Medical factors: the number of ER visits for asthma per 10,000 patients, number of asthma rescue and controller medication prescriptions per patient, and the number of allergy & immunology and/or pulmonary doctors in an area (the number of doctors who are Board Certified allergists/immunologists and/or pulmonologists).
Top 25 Asthma Capitals
Richmond, Virginia continues to hold the number one position on the list, while Memphis, Tennessee moved up to 2nd place this year. Other cities that moved up on the list include: McAllen, Texas; Oklahoma City, Oklahoma; and Philadelphia, Pennsylvania.

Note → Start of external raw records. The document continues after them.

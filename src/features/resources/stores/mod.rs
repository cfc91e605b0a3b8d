//! Persistence for resources.

#[cfg(test)]
mod memory;
mod postgres;

use async_trait::async_trait;
use uuid::Uuid;

use crate::core::error::Result;
use crate::features::resources::models::{
    EnrichmentStatus, EnrichmentWrite, Resource, ResourceStatus,
};
use crate::shared::constants::{NOTES_FAILED, SUMMARY_FAILED};

#[cfg(test)]
pub use memory::MemoryResourceStore;
pub use postgres::PgResourceStore;

/// Selection for `ResourceStore::list`; unset fields do not filter
#[derive(Debug, Clone, Default)]
pub struct ResourceQuery {
    pub status: Option<ResourceStatus>,
    pub uploader_id: Option<String>,
}

impl ResourceQuery {
    pub fn with_status(status: ResourceStatus) -> Self {
        Self {
            status: Some(status),
            ..Default::default()
        }
    }

    pub fn by_uploader(uploader_id: &str) -> Self {
        Self {
            uploader_id: Some(uploader_id.to_string()),
            ..Default::default()
        }
    }

    pub fn matches(&self, resource: &Resource) -> bool {
        self.status.is_none_or(|status| resource.status == status)
            && self
                .uploader_id
                .as_deref()
                .is_none_or(|uploader| resource.uploader_id == uploader)
    }
}

/// Typed access to the resource table.
///
/// The conditional updates are the only synchronization between concurrent
/// reviewers and enrichment jobs: each returns `None`/`false` when its guard
/// no longer holds instead of overwriting.
#[async_trait]
pub trait ResourceStore: Send + Sync {
    async fn insert(&self, resource: &Resource) -> Result<()>;

    async fn get(&self, id: Uuid) -> Result<Option<Resource>>;

    /// Matching resources in creation order
    async fn list(&self, query: &ResourceQuery) -> Result<Vec<Resource>>;

    /// Flips a pending resource to approved, stores its content and starts
    /// enrichment attempt `n + 1`. `None` if the resource was not pending.
    async fn mark_approved(&self, id: Uuid, content: &str, reviewer: &str)
        -> Result<Option<Resource>>;

    /// Flips a pending resource to rejected. `None` if it was not pending.
    async fn mark_rejected(&self, id: Uuid, reviewer: &str) -> Result<Option<Resource>>;

    /// Starts a new enrichment attempt for an approved resource if `attempt`
    /// is still its current attempt. `None` otherwise.
    async fn restart_enrichment(&self, id: Uuid, attempt: i32) -> Result<Option<Resource>>;

    /// Stores an enrichment result if `attempt` is still the current attempt.
    /// Returns whether the write landed.
    async fn write_enrichment(&self, id: Uuid, attempt: i32, write: &EnrichmentWrite)
        -> Result<bool>;
}

/// Summary, notes and status persisted for an enrichment outcome
fn enrichment_fields(write: &EnrichmentWrite) -> (&str, &str, EnrichmentStatus) {
    match write {
        EnrichmentWrite::Completed {
            summary,
            short_notes,
        } => (summary, short_notes, EnrichmentStatus::Completed),
        EnrichmentWrite::Failed => (SUMMARY_FAILED, NOTES_FAILED, EnrichmentStatus::Failed),
    }
}
#[cfg(test)]
mod memory;
mod postgres;

use async_trait::async_trait;

use crate::core::error::Result;
use crate::features::users::models::{ProfileUpdate, User, UserRole};

#[cfg(test)]
pub use memory::MemoryUserStore;
pub use postgres::PgUserStore;

#[async_trait]
pub trait UserStore: Send + Sync {
    async fn get(&self, uid: &str) -> Result<Option<User>>;

    /// Inserts the user unless the uid exists, returning the stored row either way
    async fn insert_if_absent(&self, user: &User) -> Result<User>;

    /// Merges the given fields. `None` when the uid is unknown.
    async fn update_profile(&self, uid: &str, update: &ProfileUpdate) -> Result<Option<User>>;

    async fn set_role(&self, uid: &str, role: UserRole) -> Result<Option<User>>;
}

Without further ado, here are the top 25 asthma capitals for 2014:
1). Richmond, Virginia
2). Memphis, Tennessee
3). McAllen, Texas
4). Oklahoma City, Oklahoma
5). Philadelphia, Pennsylvania
6). Chattanooga, Tennessee
7). Fresno, California
8). Tulsa, Oklahoma
9). Chicago, Illinois
10). Detroit, Michigan
11). New Haven, Connecticut
12). Allentown, Pennsylvania
13). Atlanta, Georgia
14). Augusta, Georgia
15). Pittsburgh, Pennsylvania
16). Louisville, Kentucky
17). Bakersfield, California
18). Springfield, Massachusetts
19). Milwaukee, Wisconsin
20). Jacksonville, Florida
21). Dayton, Ohio
22). New Orleans, Louisiana
23). Cleveland, Ohio
24). Stockton, California
25). Toledo, Ohio
My City is on the List: Should I Move?
The AAFA advises asthma patients not to move to a new area or region if you have allergies and asthma. If you have allergies, there’s a high chance you’ll develop new, additional allergies in a new location. There is no way to predict if a move to a new location will improve your allergies and asthma. In some instances, a move may be beneficial, but for most people the AAFA advises, “Don’t move—improve.”

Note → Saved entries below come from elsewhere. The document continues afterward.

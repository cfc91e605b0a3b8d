use super::model::AuthenticatedUser;
use crate::core::error::AppError;
use jsonwebtoken::{decode, decode_header, Algorithm, Validation};
use serde::Deserialize;
use std::sync::Arc;
use std::time::Duration;

use super::jwks::JwksClient;

pub struct JwtValidator {
    jwks_client: Arc<JwksClient>,
    issuer: String,
    audience: String,
    leeway: u64,
}

#[derive(Debug, Clone, Deserialize)]
struct Claims {
    sub: String,
    #[serde(rename = "iss")]
    _iss: String,
    #[serde(rename = "aud")]
    _aud: AudienceClaim,
    #[serde(rename = "exp")]
    _exp: u64,

    #[serde(default)]
    email: Option<String>,
    #[serde(default)]
    name: Option<String>,
}

/// Audience can be either a single string or an array of strings
#[derive(Debug, Clone, Deserialize)]
#[serde(untagged)]
#[allow(dead_code)]
enum AudienceClaim {
    Single(String),
    Multiple(Vec<String>),
}

impl JwtValidator {
    pub fn new(
        jwks_client: Arc<JwksClient>,
        issuer: String,
        audience: String,
        leeway: Duration,
    ) -> Self {
        Self {
            jwks_client,
            issuer,
            audience,
            leeway: leeway.as_secs(),
        }
    }

    pub async fn validate_token(&self, token: &str) -> Result<AuthenticatedUser, AppError> {
        let header = decode_header(token).map_err(|e| AppError::Auth(e.to_string()))?;

        if header.alg != Algorithm::RS256 {
            return Err(AppError::Auth(format!(
                "Unsupported algorithm: {:?}. Only RS256 is allowed",
                header.alg
            )));
        }

        let kid = header
            .kid
            .ok_or_else(|| AppError::Auth("Missing kid in token header".to_string()))?;

        let decoding_key = self
            .jwks_client
            .get_key(&kid)
            .await
            .map_err(|e| AppError::Auth(e.to_string()))?;

        let mut validation = Validation::new(Algorithm::RS256);
        validation.set_issuer(&[&self.issuer]);
        validation.set_audience(&[&self.audience]);
        validation.leeway = self.leeway;
        validation.validate_nbf = true;

        let claims = decode::<Claims>(token, &decoding_key, &validation)
            .map_err(|e| AppError::Auth(e.to_string()))?
            .claims;

        if claims.sub.trim().is_empty() {
            return Err(AppError::Auth("Token subject is empty".to_string()));
        }

        Ok(AuthenticatedUser {
            sub: claims.sub,
            email: claims.email,
            name: claims.name,
        })
    }
}
//! Role-based authorization guards.
//!
//! Guards read the directory user that `resolve_user_middleware` placed in the
//! request extensions, so the role checked here is the stored role rather than
//! anything asserted by the token.

use crate::core::error::AppError;
use crate::features::users::models::{User, UserRole};
use axum::{extract::FromRequestParts, http::request::Parts};

/// Guard for administrator-only routes.
///
/// # Example
/// ```ignore
/// pub async fn handler(RequireAdmin(admin): RequireAdmin) { ... }
/// ```
pub struct RequireAdmin(pub User);

impl<S> FromRequestParts<S> for RequireAdmin
where
    S: Send + Sync,
{
    type Rejection = AppError;

    async fn from_request_parts(parts: &mut Parts, _state: &S) -> Result<Self, Self::Rejection> {
        let user = parts
            .extensions
            .get::<User>()
            .ok_or_else(|| AppError::Unauthorized("User not authenticated".to_string()))?;

        match user.role {
            UserRole::Admin => Ok(RequireAdmin(user.clone())),
            UserRole::Student => Err(AppError::Forbidden("Admin access required".to_string())),
        }
    }
}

This List is a Helpful Tool
The annual U.S. Asthma Capitals report makes a helpful tool for you and your doctor. You’ll gain a better understanding of asthma issues in your area; for instance, you may learn your city has high ozone levels during the summer. You may also learn that your city has high pollen levels in the spring and fall. With this information, your doctor will be able to tailor a more precise action plan to keep your asthma more stable. This leads to better asthma management and a healthier you.